_Task instructions:_ Search the lines of the records for the word "Result", and copy every line that has it.

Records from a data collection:
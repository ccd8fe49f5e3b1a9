//! Effects - raw observed operations
//!
//! Parsers record what code *does* (calls, stores, requests). An external
//! rules engine later turns these into domain-labelled effects; here they are
//! only stored and read back.

use crate::properties::PropertyBag;
use crate::{DEFAULT_BRANCH, Error, Result};
use chrono::{DateTime, Utc};
use serde::{Deserialize, Serialize};
use std::str::FromStr;

#[derive(Debug, Clone, Copy, PartialEq, Eq, Hash, Serialize, Deserialize)]
#[serde(rename_all = "snake_case")]
pub enum EffectType {
    FunctionCall,
    Store,
    Retrieve,
    Send,
    Request,
    Response,
    Condition,
    Loop,
    Group,
}

impl EffectType {
    pub fn as_str(&self) -> &'static str {
        match self {
            EffectType::FunctionCall => "function_call",
            EffectType::Store => "store",
            EffectType::Retrieve => "retrieve",
            EffectType::Send => "send",
            EffectType::Request => "request",
            EffectType::Response => "response",
            EffectType::Condition => "condition",
            EffectType::Loop => "loop",
            EffectType::Group => "group",
        }
    }
}

impl FromStr for EffectType {
    type Err = Error;

    fn from_str(s: &str) -> Result<Self> {
        match s {
            "function_call" => Ok(EffectType::FunctionCall),
            "store" => Ok(EffectType::Store),
            "retrieve" => Ok(EffectType::Retrieve),
            "send" => Ok(EffectType::Send),
            "request" => Ok(EffectType::Request),
            "response" => Ok(EffectType::Response),
            "condition" => Ok(EffectType::Condition),
            "loop" => Ok(EffectType::Loop),
            "group" => Ok(EffectType::Group),
            _ => Err(Error::Validation(format!("Unknown effect type: {}", s))),
        }
    }
}

/// A raw effect observed inside an entity.
#[derive(Debug, Clone, PartialEq, Serialize, Deserialize)]
pub struct Effect {
    /// Unique per (package, branch)
    pub effect_id: String,
    pub effect_type: EffectType,
    pub source_entity_id: String,
    pub source_file_path: String,
    pub source_line: u32,
    pub source_column: u32,
    pub callee_name: Option<String>,
    pub target_entity_id: Option<String>,
    pub is_external: bool,
    pub external_module: Option<String>,
    pub properties: PropertyBag,
    pub source_file_hash: String,
    pub branch: String,
    pub is_deleted: bool,
    pub updated_at: DateTime<Utc>,
}

impl Effect {
    pub fn new(
        effect_id: impl Into<String>,
        effect_type: EffectType,
        source_entity_id: impl Into<String>,
        source_file_path: impl Into<String>,
    ) -> Self {
        Self {
            effect_id: effect_id.into(),
            effect_type,
            source_entity_id: source_entity_id.into(),
            source_file_path: source_file_path.into(),
            source_line: 0,
            source_column: 0,
            callee_name: None,
            target_entity_id: None,
            is_external: false,
            external_module: None,
            properties: PropertyBag::new(),
            source_file_hash: String::new(),
            branch: DEFAULT_BRANCH.to_string(),
            is_deleted: false,
            updated_at: Utc::now(),
        }
    }

    /// Function call effect
    pub fn call(
        effect_id: impl Into<String>,
        source_entity_id: impl Into<String>,
        source_file_path: impl Into<String>,
        callee: impl Into<String>,
    ) -> Self {
        let mut effect = Self::new(effect_id, EffectType::FunctionCall, source_entity_id, source_file_path);
        effect.callee_name = Some(callee.into());
        effect
    }

    pub fn external(mut self, module: impl Into<String>) -> Self {
        self.is_external = true;
        self.external_module = Some(module.into());
        self
    }
}

#[cfg(test)]
mod tests {
    use super::*;

    #[test]
    fn test_call_effect() {
        let effect = Effect::call("e1", "acme:.:function:0a", "src/db.ts", "pool.query").external("pg");
        assert_eq!(effect.effect_type, EffectType::FunctionCall);
        assert_eq!(effect.callee_name.as_deref(), Some("pool.query"));
        assert!(effect.is_external);
    }

    #[test]
    fn test_effect_type_parse() {
        assert_eq!(EffectType::from_str("request").unwrap(), EffectType::Request);
        assert!(EffectType::from_str("teleport").is_err());
    }
}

_Output for this task:_
use crate::{DEFAULT_BRANCH, Error, Result};
    fn from_str(s: &str) -> Result<Self> {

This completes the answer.